Magazine article USA TODAY

Finding - and Bringing Home - the Child Who Is Right for You

Magazine article USA TODAY

Finding - and Bringing Home - the Child Who Is Right for You

Article excerpt


ADOPTION has changed. The process that once seemed cold, secretive, and formal has been transformed. Sure, adoptive parents still must deal with waiting lists, reams of legal paperwork, and visits from social workers, but the heartening truth is that the entire process has become faster, less costly, and more open and human. While there are many reasons for this friendlier new face of adoption, one of the biggest undoubtedly is the Internet. The world of hard drives, URLs, and bandwidth can yield a decidedly untechnical result: a deeply cherished bundle of joy.

Successful adoptions are all about information, communication, and resources, and that makes the Internet a natural tool for bringing families together. In the past several years, the adoption community has developed a substantial presence on the Internet. It has connected adoptive parents to agencies and facilitators, lawyers, and social workers, creating a thriving online community of adoption professionals and enthusiasts. Cyberspace now is filled with countless "hotlinks," online adoption resources that range from private and public agencies, to chat rooms, to birth mother profiles, to attorneys. Without the Internet, many thousands of families would not have found the children who have made each of their lives wonderfully complete.

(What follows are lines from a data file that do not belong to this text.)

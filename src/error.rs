/// Errors raised by the segmentation and aggregation core.
#[derive(thiserror::Error, Debug)]
pub enum Error {
    #[error("IO Error: {0}")]
    Io(#[from] std::io::Error),

    #[error("Image Error: {0}")]
    Image(#[from] image::ImageError),

    #[error("Argument Error: {0}")]
    InvalidArgument(String),

    #[error("Dimension Error: expected {expected_width}x{expected_height}, got {width}x{height}")]
    DimensionMismatch {
        expected_width: usize,
        expected_height: usize,
        width: usize,
        height: usize,
    },

    #[error("Label Error: pixel {index} carries label {label}, expected [0, {num_labels})")]
    LabelOutOfRange {
        index: usize,
        label: i32,
        num_labels: usize,
    },

    #[error("Allocation Error: could not reserve {0} elements")]
    Allocation(usize),

    #[error("Format Error: {0}")]
    Format(String),
}

pub type Result<T> = std::result::Result<T, Error>;

/// Allocates a per-pixel buffer, reporting failure instead of aborting.
pub(crate) fn alloc_buffer<T: Clone>(len: usize, value: T) -> Result<Vec<T>> {
    let mut buf = Vec::new();
    buf.try_reserve_exact(len).map_err(|_| Error::Allocation(len))?;
    buf.resize(len, value);
    Ok(buf)
}

/// Rejects zero-sized images and images whose pixel count does not fit an `i32` label.
pub(crate) fn check_dimensions(width: usize, height: usize) -> Result<usize> {
    if width == 0 || height == 0 {
        return Err(Error::InvalidArgument(format!(
            "image dimensions must be positive, got {}x{}",
            width, height
        )));
    }
    match width.checked_mul(height) {
        Some(sz) if sz <= i32::MAX as usize => Ok(sz),
        _ => Err(Error::InvalidArgument(format!(
            "image {}x{} is too large for 32-bit labels",
            width, height
        ))),
    }
}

Yet, beyond the Internet, there are a number of simple techniques to help improve the odds of finding--and bringing home--the "right" child. For example, do not let "reclaim" fears hold you back. It is a common belief, reinforced by media sensationalizing, that a birth mother can come back during the child's life and reclaim her offspring. If the adoption is legal (no fraud nor duress), then it is irrevocable. However, for a period of time after the birth, as set by state law, the biological mother may decline to sign papers relinquishing parental tights to her child, an act known as reclaim. In ' Washington State, she has 48 hours; in California, 36 days; and, in some states, six months. Do your research; choose a good adoption professional (who knows the red flags); and make certain the adoption is legal and aboveboard.

If at all possible, consider open adoption--in which the birth parents may select the adoptive family and sometimes have contact with the child afterward--as it is healthier for everyone involved. The birth parents will be satisfied that they made the correct choice, and the adoptive parents will have access to the medical information necessary to raise their child safely. The level of contact the birth parents have with their offspring can vary. It may be the exchanging of photos, e-mails, and letters, or having more direct contact, such as telephone calls, or, in some cases, getting together on occasion.

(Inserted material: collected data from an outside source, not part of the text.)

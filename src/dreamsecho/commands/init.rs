use crate::commands::{CmdMessage, CmdResult, DreamsPaths};
use crate::error::Result;
use std::fs;

pub fn run(paths: &DreamsPaths) -> Result<CmdResult> {
    fs::create_dir_all(&paths.data_dir)?;
    fs::create_dir_all(&paths.generated_dir)?;
    let mut result = CmdResult::default()
        .with_paths(vec![paths.data_dir.clone(), paths.generated_dir.clone()]);
    result.add_message(CmdMessage::success(format!(
        "Initialized dream journal at {}",
        paths.data_dir.display()
    )));
    Ok(result)
}

#[cfg(test)]
mod tests {
    use super::*;

    #[test]
    fn creates_data_and_image_directories() {
        let dir = tempfile::tempdir().unwrap();
        let paths = DreamsPaths::new(dir.path().join("journal"));
        let result = run(&paths).unwrap();
        assert!(paths.generated_dir.is_dir());
        assert_eq!(result.paths.len(), 2);

        // Running twice is harmless.
        assert!(run(&paths).is_ok());
    }
}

In writing your Dear Birth Mother letter, speak from the heart. Your adoptive parent profile has to sketch an intriguing and truthful portrait of who you are and the kind of parent you will be. For instance, when you tell about your childhood, the birth mother wants to know what you learned that made you into the person you are, the parent you will be: the morning you saved the life of a sparrow fallen from its nest; or the time you broke your mother's favorite cookie jar and she responded not with anger, but with love and a kiss. You will want to cover the essential topics: life in your home; the people in your family; the fun things you do; and your ideas about parenting. Share yourself with your birth mother. She will appreciate it.

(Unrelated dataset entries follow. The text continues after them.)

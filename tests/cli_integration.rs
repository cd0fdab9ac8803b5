use assert_cmd::Command;
use predicates::prelude::*;
use std::path::Path;

/// A `dreamsecho` invocation against a private journal, with no network providers.
fn dreamsecho(home: &Path) -> Command {
    let mut cmd = Command::cargo_bin("dreamsecho").unwrap();
    cmd.env("DREAMSECHO_HOME", home)
        .env("DREAMSECHO_ANALYZER", "keyword")
        .env("DREAMSECHO_IMAGE_GENERATOR", "disabled")
        .env_remove("OPENAI_API_KEY")
        .env_remove("DREAMSECHO_LOG");
    cmd
}

#[test]
fn test_add_then_list() {
    let home = tempfile::tempdir().unwrap();

    dreamsecho(home.path())
        .args(["add", "--title", "Flying", "I", "was", "flying", "over", "the", "sea"])
        .assert()
        .success()
        .stdout(predicate::str::contains("Dream #1 saved: Flying"));

    dreamsecho(home.path())
        .arg("list")
        .assert()
        .success()
        .stdout(predicate::str::contains("Flying"))
        .stdout(predicate::str::contains("fantasy"));

    assert!(home.path().join("dreams.json").exists());
}

#[test]
fn test_naked_invocation_lists() {
    let home = tempfile::tempdir().unwrap();

    dreamsecho(home.path())
        .assert()
        .success()
        .stdout(predicate::str::contains("No dreams found."));
}

#[test]
fn test_add_reads_piped_stdin() {
    let home = tempfile::tempdir().unwrap();

    dreamsecho(home.path())
        .args(["add", "--title", "Tides"])
        .write_stdin("The tide came in through the kitchen window.\n")
        .assert()
        .success()
        .stdout(predicate::str::contains("Dream #1 saved: Tides"));

    dreamsecho(home.path())
        .args(["view", "1"])
        .assert()
        .success()
        .stdout(predicate::str::contains("kitchen window"));
}

#[test]
fn test_view_shows_analysis() {
    let home = tempfile::tempdir().unwrap();

    dreamsecho(home.path())
        .args(["add", "--title", "Chase", "A monster was chasing me and I was terrified"])
        .assert()
        .success();

    dreamsecho(home.path())
        .args(["view", "1"])
        .assert()
        .success()
        .stdout(predicate::str::contains("Chase"))
        .stdout(predicate::str::contains("Analysis"))
        .stdout(predicate::str::contains("fear"));
}

#[test]
fn test_view_unknown_dream_fails() {
    let home = tempfile::tempdir().unwrap();

    dreamsecho(home.path())
        .args(["view", "42"])
        .assert()
        .failure()
        .stderr(predicate::str::contains("Dream not found: #42"));
}

#[test]
fn test_blank_dream_is_rejected() {
    let home = tempfile::tempdir().unwrap();

    dreamsecho(home.path())
        .args(["add", "   "])
        .assert()
        .failure();

    assert!(!home.path().join("dreams.json").exists());
}

#[test]
fn test_invalid_date_is_rejected() {
    let home = tempfile::tempdir().unwrap();

    dreamsecho(home.path())
        .args(["add", "--date", "last tuesday", "A short dream"])
        .assert()
        .failure()
        .stderr(predicate::str::contains("Invalid date"));
}

#[test]
fn test_corrupt_journal_is_backed_up_and_add_continues() {
    let home = tempfile::tempdir().unwrap();
    let journal = home.path().join("dreams.json");
    std::fs::write(&journal, "{ this is not json").unwrap();

    dreamsecho(home.path())
        .args(["add", "--no-analysis", "Something new"])
        .assert()
        .success()
        .stdout(predicate::str::contains("dreams.json.corrupt-"))
        .stdout(predicate::str::contains("Dream #1 saved"));

    let backups: Vec<_> = std::fs::read_dir(home.path())
        .unwrap()
        .filter_map(|entry| entry.ok())
        .filter(|entry| {
            entry
                .file_name()
                .to_string_lossy()
                .starts_with("dreams.json.corrupt-")
        })
        .collect();
    assert_eq!(backups.len(), 1);
    assert_eq!(
        std::fs::read_to_string(backups[0].path()).unwrap(),
        "{ this is not json"
    );

    let saved: serde_json::Value =
        serde_json::from_str(&std::fs::read_to_string(&journal).unwrap()).unwrap();
    assert_eq!(saved[0]["content"], "Something new");
}

#[test]
fn test_timestamp_in_clock_change_gap_loads() {
    let home = tempfile::tempdir().unwrap();
    std::fs::write(
        home.path().join("dreams.json"),
        r#"[
  {"id": 1, "content": "Before the change", "created_at": "2024-03-01T07:00:00"},
  {"id": 2, "content": "In the skipped hour", "created_at": "2024-03-10T02:30:00"}
]"#,
    )
    .unwrap();

    let output = dreamsecho(home.path())
        .env("TZ", "America/New_York")
        .args(["--output", "json", "list"])
        .output()
        .unwrap();
    assert!(output.status.success());

    let dreams: serde_json::Value = serde_json::from_slice(&output.stdout).unwrap();
    assert_eq!(dreams.as_array().unwrap().len(), 2);
    assert_eq!(dreams[0]["id"], 2);
    assert!(dreams[0]["created_at"]
        .as_str()
        .unwrap()
        .starts_with("2024-03-10T0"));
}

#[test]
fn test_stats_summarises_journal() {
    let home = tempfile::tempdir().unwrap();

    dreamsecho(home.path())
        .arg("stats")
        .assert()
        .success()
        .stdout(predicate::str::contains("No dreams recorded yet"));

    for (style, text) in [
        ("surreal", "Melting clocks in a desert"),
        ("surreal", "Stairs that go nowhere"),
        ("anime", "A giant robot in my garden"),
    ] {
        dreamsecho(home.path())
            .args(["add", "--no-analysis", "--style", style, text])
            .assert()
            .success();
    }

    dreamsecho(home.path())
        .arg("stats")
        .assert()
        .success()
        .stdout(predicate::str::contains("Dreams recorded"))
        .stdout(predicate::str::contains("surreal"));
}

#[test]
fn test_list_filters_by_style() {
    let home = tempfile::tempdir().unwrap();

    dreamsecho(home.path())
        .args(["add", "--title", "Clocks", "--style", "surreal", "Melting clocks"])
        .assert()
        .success();
    dreamsecho(home.path())
        .args(["add", "--title", "Robot", "--style", "anime", "A giant robot"])
        .assert()
        .success();

    dreamsecho(home.path())
        .args(["list", "--style", "anime"])
        .assert()
        .success()
        .stdout(predicate::str::contains("Robot"))
        .stdout(predicate::str::contains("Clocks").not());
}

#[test]
fn test_config_set_and_get() {
    let home = tempfile::tempdir().unwrap();

    dreamsecho(home.path())
        .args(["config", "default_style", "watercolor"])
        .assert()
        .success()
        .stdout(predicate::str::contains("default_style set to watercolor"));

    dreamsecho(home.path())
        .args(["config", "default_style"])
        .assert()
        .success()
        .stdout(predicate::str::contains("watercolor"));

    dreamsecho(home.path())
        .args(["add", "Painted rivers"])
        .assert()
        .success();

    dreamsecho(home.path())
        .args(["--output", "json", "view", "1"])
        .assert()
        .success()
        .stdout(predicate::str::contains("\"style\": \"watercolor\""));
}

#[test]
fn test_config_rejects_unknown_key() {
    let home = tempfile::tempdir().unwrap();

    dreamsecho(home.path())
        .args(["config", "colour", "blue"])
        .assert()
        .success()
        .stdout(predicate::str::contains("Unknown config key: colour"));
}

#[test]
fn test_init_creates_directories() {
    let home = tempfile::tempdir().unwrap();
    let data_dir = home.path().join("journal");

    dreamsecho(&data_dir)
        .arg("init")
        .assert()
        .success()
        .stdout(predicate::str::contains("Initialized dream journal"));

    assert!(data_dir.join("generated").is_dir());
}

#[test]
fn test_image_request_without_provider_still_saves() {
    let home = tempfile::tempdir().unwrap();

    dreamsecho(home.path())
        .args(["add", "--image", "--no-analysis", "A lighthouse made of glass"])
        .assert()
        .success()
        .stdout(predicate::str::contains("Dream #1 saved"));

    dreamsecho(home.path())
        .args(["list", "--images"])
        .assert()
        .success()
        .stdout(predicate::str::contains("No dreams found."));
}

#[test]
fn test_json_list_output() {
    let home = tempfile::tempdir().unwrap();

    dreamsecho(home.path())
        .args(["add", "--no-analysis", "--date", "2024-03-01", "An old dream"])
        .assert()
        .success();

    let output = dreamsecho(home.path())
        .args(["list", "--output", "json"])
        .output()
        .unwrap();
    assert!(output.status.success());

    let dreams: serde_json::Value = serde_json::from_slice(&output.stdout).unwrap();
    let dreams = dreams.as_array().unwrap();
    assert_eq!(dreams.len(), 1);
    assert_eq!(dreams[0]["id"], 1);
    assert_eq!(dreams[0]["content"], "An old dream");
    assert!(dreams[0]["created_at"]
        .as_str()
        .unwrap()
        .starts_with("2024-03-01T00:00:00"));
}

#[test]
fn test_json_add_output_is_parseable() {
    let home = tempfile::tempdir().unwrap();

    let output = dreamsecho(home.path())
        .args(["--output", "json", "add", "--image", "A monster chased me"])
        .output()
        .unwrap();
    assert!(output.status.success());

    let added: serde_json::Value = serde_json::from_slice(&output.stdout).unwrap();
    assert_eq!(added[0]["id"], 1);
    assert_eq!(added[0]["content"], "A monster chased me");

    let stderr = String::from_utf8(output.stderr).unwrap();
    assert!(stderr.contains("Dream #1 saved"));
    assert!(stderr.contains("Could not generate an illustration"));
    assert!(!stderr.contains('\u{1b}'));
}

#[test]
fn test_json_stats_on_empty_journal() {
    let home = tempfile::tempdir().unwrap();

    let output = dreamsecho(home.path())
        .args(["--output", "json", "stats"])
        .output()
        .unwrap();
    assert!(output.status.success());

    let stats: serde_json::Value = serde_json::from_slice(&output.stdout).unwrap();
    assert!(stats.is_null());
}

#[test]
fn test_unwritable_journal_fails() {
    let home = tempfile::tempdir().unwrap();
    let blocker = home.path().join("not-a-directory");
    std::fs::write(&blocker, "").unwrap();

    dreamsecho(&blocker.join("journal"))
        .args(["add", "--no-analysis", "Nowhere to go"])
        .assert()
        .failure()
        .stderr(predicate::str::contains("Error: IO error"));
}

Remember, too, that little things can mean a lot. Something you might consider trivial could be the deciding factor. I once worked with a couple whose profile had not gotten a nibble from even one of some 50 birth mothers. The reason? The husband had a full, bushy beard that made him look, in the words of one birth mother, like "an axe murderer." Once he shaved his beard and submitted a new photo, the couple soon was matched with a birth mother. …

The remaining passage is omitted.